Switzerland's economy will be able to withstand the pain inflicted by its decision to scrap the currency ceiling, which sent the Swiss franc as much as 39 per cent higher against the euro on Thursday.
Swiss Finance Minister Eveline Widmer-Schlumpf said that the decision was a "good development" which would give the Swiss National Bank (SNB) more room to manoeuvre.
"I'm confident that the economy will be able to cope with this decision," she told the SonntagsBlick and Schweiz am Sonntag newspapers. "Companies are in a far better position than in 2011 when the cap was introduced."
"If the exchange rate stays above 1.10 Swiss francs per euro, companies should be able to adjust."
But Switzerland's exports – 40 per cent of which go to the Eurozone – will be particularly hard hit by the move.
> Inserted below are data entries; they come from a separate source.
/// Paginated response envelope.
#[derive(Clone, Debug, Eq, PartialEq, serde::Deserialize, serde::Serialize)]
pub struct Page<T> {
    pub items: Vec<T>,
    pub total: u32,
    #[serde(default)]
    pub page: Option<u32>,
    #[serde(default)]
    pub limit: Option<u32>,
}

impl<T> Page<T> {
    pub fn plain(items: Vec<T>) -> Page<T> {
        Page {
            total: items.len() as u32,
            items,
            page: None,
            limit: None,
        }
    }
}

/// List endpoints answer with either a bare array or a `{items, total}`
/// envelope depending on the route revision; this normalizes both shapes at
/// the gateway boundary so nothing downstream has to care.
#[derive(Clone, Debug, serde::Deserialize)]
#[serde(untagged)]
pub enum ListResponse<T> {
    Paged(Page<T>),
    Plain(Vec<T>),
}

impl<T> ListResponse<T> {
    pub fn into_page(self) -> Page<T> {
        match self {
            ListResponse::Paged(page) => page,
            ListResponse::Plain(items) => Page::plain(items),
        }
    }
}
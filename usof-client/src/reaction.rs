//! Reaction reconciliation: a user holds at most one reaction per comment.

use crate::api::ReactionType;

/// Next reaction state after requesting `requested` while holding `current`.
///
/// Requesting the reaction already held toggles it off; anything else
/// replaces it.
pub fn toggle(current: Option<ReactionType>, requested: ReactionType) -> Option<ReactionType> {
    match current {
        Some(held) if held == requested => None,
        _ => Some(requested),
    }
}

/// Applies the counter delta for a `prev -> next` transition.
///
/// Decrements saturate at zero to tolerate drift from concurrent external
/// mutation.
pub fn apply(
    likes: &mut u32,
    dislikes: &mut u32,
    prev: Option<ReactionType>,
    next: Option<ReactionType>,
) {
    match prev {
        Some(ReactionType::Like) => *likes = likes.saturating_sub(1),
        Some(ReactionType::Dislike) => *dislikes = dislikes.saturating_sub(1),
        None => (),
    }
    match next {
        Some(ReactionType::Like) => *likes += 1,
        Some(ReactionType::Dislike) => *dislikes += 1,
        None => (),
    }
}

#[cfg(test)]
mod tests {
    use super::*;
    use ReactionType::{Dislike, Like};

    #[test]
    fn transitions() {
        assert_eq!(toggle(None, Like), Some(Like));
        assert_eq!(toggle(None, Dislike), Some(Dislike));
        assert_eq!(toggle(Some(Like), Like), None);
        assert_eq!(toggle(Some(Like), Dislike), Some(Dislike));
        assert_eq!(toggle(Some(Dislike), Dislike), None);
        assert_eq!(toggle(Some(Dislike), Like), Some(Like));
    }

    #[test]
    fn deltas() {
        // (prev, requested, likes before/after, dislikes before/after)
        let table = [
            (None, Like, 3, 4, 7, 7),
            (None, Dislike, 3, 3, 7, 8),
            (Some(Like), Like, 3, 2, 7, 7),
            (Some(Like), Dislike, 3, 2, 7, 8),
            (Some(Dislike), Dislike, 3, 3, 7, 6),
            (Some(Dislike), Like, 3, 4, 7, 6),
        ];
        for (prev, requested, l0, l1, d0, d1) in table {
            let (mut likes, mut dislikes) = (l0, d0);
            apply(&mut likes, &mut dislikes, prev, toggle(prev, requested));
            assert_eq!((likes, dislikes), (l1, d1), "case {prev:?} -> {requested:?}");
        }
    }

    #[test]
    fn decrement_clamps_at_zero() {
        let (mut likes, mut dislikes) = (0, 0);
        apply(&mut likes, &mut dislikes, Some(Like), None);
        assert_eq!((likes, dislikes), (0, 0));
        apply(&mut likes, &mut dislikes, Some(Dislike), Some(Like));
        assert_eq!((likes, dislikes), (1, 0));
    }
}
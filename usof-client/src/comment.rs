use crate::api::{self, CommentId, CommentStatus, PostId, Time, User};

/// A comment as held by the store, with aggregate counters always concrete.
///
/// Built from the wire shape via `From<api::Comment>`; counters the server
/// left out default to zero until enrichment fills them in.
#[derive(Clone, Debug, Eq, PartialEq)]
pub struct Comment {
    pub id: CommentId,
    pub post_id: Option<PostId>,
    pub parent_id: Option<CommentId>,
    pub author: Option<User>,
    pub content: String,
    pub created_at: Time,
    pub likes_count: u32,
    pub dislikes_count: u32,
    pub reply_count: u32,
    pub status: CommentStatus,
    pub locked: bool,
}

impl From<api::Comment> for Comment {
    fn from(c: api::Comment) -> Comment {
        Comment {
            id: c.id,
            post_id: c.post_id,
            parent_id: c.parent_id,
            author: c.author,
            content: c.content,
            created_at: c.created_at,
            likes_count: c.likes_count.unwrap_or(0),
            dislikes_count: c.dislikes_count.unwrap_or(0),
            reply_count: c.reply_count.unwrap_or(0),
            status: c.status,
            locked: c.locked,
        }
    }
}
Exporters will find their revenues crunched while goods and services become less competitive internationally.
Last week the SNB shocked markets by scrapping its currency cap of 1.2 francs per euro which had been in place since September 2011. It also further reduced already negative interest rates, discouraging new flows into Swiss francs.
Analysts have suggested it was a pre-emptive move ahead of this year's first meeting of the European Central Bank's (ECB) governing council on Thursday.
"This is a pre-storm warning ahead of the ECB meeting on sovereign debt next week – the Swiss know something that we don't and they are bracing in advance," Shai Heffetz, managing director of InterTrader said.
The currency ceiling was introduced at the height of the Eurozone crisis, as investors piled cash into Swiss francs believing it was a safe-haven which would hold its value, causing it to strengthen in a short time period.
Its appreciation hurt exporters which found their products and services became more expensive internationally. At the same time, it was reducing the cost of imported goods being sold in Switzerland, which was also contributing to deflation.